Top of Records supplied

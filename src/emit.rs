//! Indentation-aware writer for Go source files.
//!
//! Fragments produced by the translators carry their own relative
//! indentation; the emitter prefixes each of their lines with the current
//! block depth.
use crate::config::CodeGeneratorConfig;
use serde_generate::indent::{IndentConfig, IndentedWriter};
use std::io::{Result, Write};

pub const FRAMEWORK: &str = "github.com/hashicorp/terraform-plugin-framework";
pub const SUPERTYPES: &str = "github.com/orange-cloudavenue/terraform-plugin-framework-supertypes";
pub const PTR: &str = "github.com/jianyuan/go-utils/ptr";

/// Shared state for the code generation of one Go source file.
pub struct GoEmitter<'a, T> {
    /// Writer.
    out: IndentedWriter<T>,
    /// Generator options.
    config: &'a CodeGeneratorConfig,
}

impl<'a, T> GoEmitter<'a, T>
where
    T: Write,
{
    pub fn new(out: T, config: &'a CodeGeneratorConfig) -> Self {
        Self {
            out: IndentedWriter::new(out, IndentConfig::Tab),
            config,
        }
    }

    /// Generated-code marker, package clause and import block.
    ///
    /// `framework_packages` are relative to the plugin framework module.
    /// Unused imports are pruned later by the post-processor.
    pub fn output_preamble(&mut self, framework_packages: &[&str]) -> Result<()> {
        writeln!(
            self.out,
            "// Code generated by {}. DO NOT EDIT.\n",
            self.config.generator_name
        )?;
        writeln!(self.out, "package {}\n", self.config.package_name)?;
        self.open("import (")?;
        for std_package in &["context", "fmt", "net/http"] {
            writeln!(self.out, "\"{}\"", std_package)?;
        }
        writeln!(self.out)?;
        for package in framework_packages {
            writeln!(self.out, "\"{}/{}\"", FRAMEWORK, package)?;
        }
        writeln!(self.out, "\"{}\"", PTR)?;
        writeln!(self.out, "\"{}\"", self.config.apiclient_import)?;
        writeln!(self.out, "supertypes \"{}\"", SUPERTYPES)?;
        self.close(")")?;
        writeln!(self.out)
    }

    /// `// ` comment block, one comment line per text line.
    pub fn output_comment(&mut self, text: &str) -> Result<()> {
        let text = textwrap::indent(text.trim(), "// ").replace("\n\n", "\n//\n");
        write!(self.out, "{}", text)?;
        if !text.ends_with('\n') {
            writeln!(self.out)?;
        }
        Ok(())
    }

    pub fn line(&mut self, text: &str) -> Result<()> {
        writeln!(self.out, "{}", text)
    }

    pub fn blank(&mut self) -> Result<()> {
        writeln!(self.out)
    }

    /// Write `header` and indent what follows.
    pub fn open(&mut self, header: &str) -> Result<()> {
        writeln!(self.out, "{}", header)?;
        self.out.indent();
        Ok(())
    }

    /// Unindent and write `footer`.
    pub fn close(&mut self, footer: &str) -> Result<()> {
        self.out.unindent();
        writeln!(self.out, "{}", footer)
    }

    /// Close the current block and open a sibling, e.g. `} else {`.
    pub fn branch(&mut self, text: &str) -> Result<()> {
        self.out.unindent();
        writeln!(self.out, "{}", text)?;
        self.out.indent();
        Ok(())
    }

    /// Multi-line text, each line at the current depth.
    pub fn fragment(&mut self, text: &str) -> Result<()> {
        for line in text.lines() {
            writeln!(self.out, "{}", line)?;
        }
        Ok(())
    }

    /// Splice a caller-provided hook verbatim, normalizing only its margin.
    pub fn hook(&mut self, hook: Option<&str>) -> Result<()> {
        match hook {
            Some(text) if !text.trim().is_empty() => {
                let text = textwrap::dedent(text);
                self.fragment(text.trim_matches('\n'))?;
                self.blank()
            }
            _ => Ok(()),
        }
    }
}
use std::path::PathBuf;
use std::process::ExitStatus;

pub type Result<T, E = Error> = std::result::Result<T, E>;

/// Everything that can abort a generation run.
#[derive(thiserror::Error, Debug)]
pub enum Error {
    #[error("attribute `{attribute}` referenced by `{binding}` not found in {entity}")]
    UnknownAttribute {
        entity: String,
        attribute: String,
        binding: &'static str,
    },

    #[error("attribute `{attribute}` referenced by `{binding}` in {entity} is not a scalar")]
    NonScalarBinding {
        entity: String,
        attribute: String,
        binding: &'static str,
    },

    #[error("attribute `{attribute}` is declared more than once in {entity}")]
    DuplicateAttribute { entity: String, attribute: String },

    #[error("attributes of {entity} map to the same Go field `{field}`; `{attribute}` collides with an earlier sibling")]
    FieldNameCollision {
        entity: String,
        attribute: String,
        field: String,
    },

    #[error("type `{type_name}` generated for attribute `{attribute}` in {entity} collides with an existing type")]
    TypeNameCollision {
        entity: String,
        attribute: String,
        type_name: String,
    },

    #[error("attribute `{attribute}` of type `{kind}` has no primitive representation")]
    NotScalar { attribute: String, kind: &'static str },

    #[error("{entity} declares {count} import key attributes, expected 1 or 2")]
    InvalidImportKey { entity: String, count: usize },

    #[error("cannot select the results attribute of {entity}: {reason}")]
    InvalidResultsAttribute { entity: String, reason: String },

    #[error("{entity} declares a page size of 0")]
    InvalidPageSize { entity: String },

    #[error("limit attribute `{attribute}` of {entity} must be an int")]
    InvalidLimitAttribute { entity: String, attribute: String },

    #[error("no entity named `{0}`")]
    UnknownEntity(String),

    #[error("{0} is declared more than once")]
    DuplicateEntity(String),

    #[error("invalid descriptor catalog")]
    Catalog(#[from] serde_json::Error),

    #[error("I/O error on {}", path.display())]
    Io {
        path: PathBuf,
        #[source]
        source: std::io::Error,
    },

    #[error("failed to emit code")]
    Emit(#[from] std::io::Error),

    #[error("failed to run `{command}` on {}", path.display())]
    FormatterSpawn {
        command: String,
        path: PathBuf,
        #[source]
        source: std::io::Error,
    },

    #[error("`{command}` exited with {status} on {}", path.display())]
    Formatter {
        command: String,
        path: PathBuf,
        status: ExitStatus,
    },
}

Bottom of Records supplied

* Exercise objective: Read the listing. Copy each line that has the word "referenced" in it.

* Response:
    #[error("attribute `{attribute}` referenced by `{binding}` not found in {entity}")]
    #[error("attribute `{attribute}` referenced by `{binding}` in {entity} is not a scalar")]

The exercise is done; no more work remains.